Source data:

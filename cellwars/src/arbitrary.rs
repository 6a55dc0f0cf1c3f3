use quickcheck::{Arbitrary, Gen};

use crate::{CellState, ChangeRecord};

fn arbitrary_dimension(g: &mut Gen) -> usize {
    (u8::arbitrary(g) % 32) as usize + 1
}

fn arbitrary_state(g: &mut Gen) -> CellState {
    *g.choose(&[CellState::Neutral, CellState::Player1, CellState::Player2])
        .unwrap()
}

/// A grid size with one coordinate inside and one outside of it.
#[derive(Clone, Debug)]
pub struct GridInput {
    pub width: usize,
    pub height: usize,
    pub in_bounds: (i32, i32),
    pub out_of_bounds: (i32, i32),
    pub state: CellState,
}

impl Arbitrary for GridInput {
    fn arbitrary(g: &mut Gen) -> Self {
        let width = arbitrary_dimension(g);
        let height = arbitrary_dimension(g);
        let in_bounds = (
            (u16::arbitrary(g) as usize % width) as i32,
            (u16::arbitrary(g) as usize % height) as i32,
        );

        // Overshoot by up to 8 cells on one of the four sides
        let overshoot = (u8::arbitrary(g) % 8) as i32;
        let out_of_bounds = match u8::arbitrary(g) % 4 {
            0 => (-1 - overshoot, in_bounds.1),
            1 => (width as i32 + overshoot, in_bounds.1),
            2 => (in_bounds.0, -1 - overshoot),
            _ => (in_bounds.0, height as i32 + overshoot),
        };

        Self {
            width,
            height,
            in_bounds,
            out_of_bounds,
            state: arbitrary_state(g),
        }
    }
}

/// A grid size and a list of changes, some of which may fall outside of it.
#[derive(Clone, Debug)]
pub struct PaintInput {
    pub width: usize,
    pub height: usize,
    pub changes: Vec<ChangeRecord>,
}

impl Arbitrary for PaintInput {
    fn arbitrary(g: &mut Gen) -> Self {
        let width = arbitrary_dimension(g);
        let height = arbitrary_dimension(g);
        let num_changes = usize::arbitrary(g) % 64;
        let changes = (0..num_changes)
            .map(|_| {
                let x = (i8::arbitrary(g) % 40) as i32;
                let y = (i8::arbitrary(g) % 40) as i32;
                ChangeRecord::new(x, y, arbitrary_state(g))
            })
            .collect();
        Self {
            width,
            height,
            changes,
        }
    }
}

__Requirement__
Lines containing the word "ChangeRecord": copy every one of them from the records above.

__Answer section__
use crate::{CellState, ChangeRecord};
    pub changes: Vec<ChangeRecord>,
                ChangeRecord::new(x, y, arbitrary_state(g))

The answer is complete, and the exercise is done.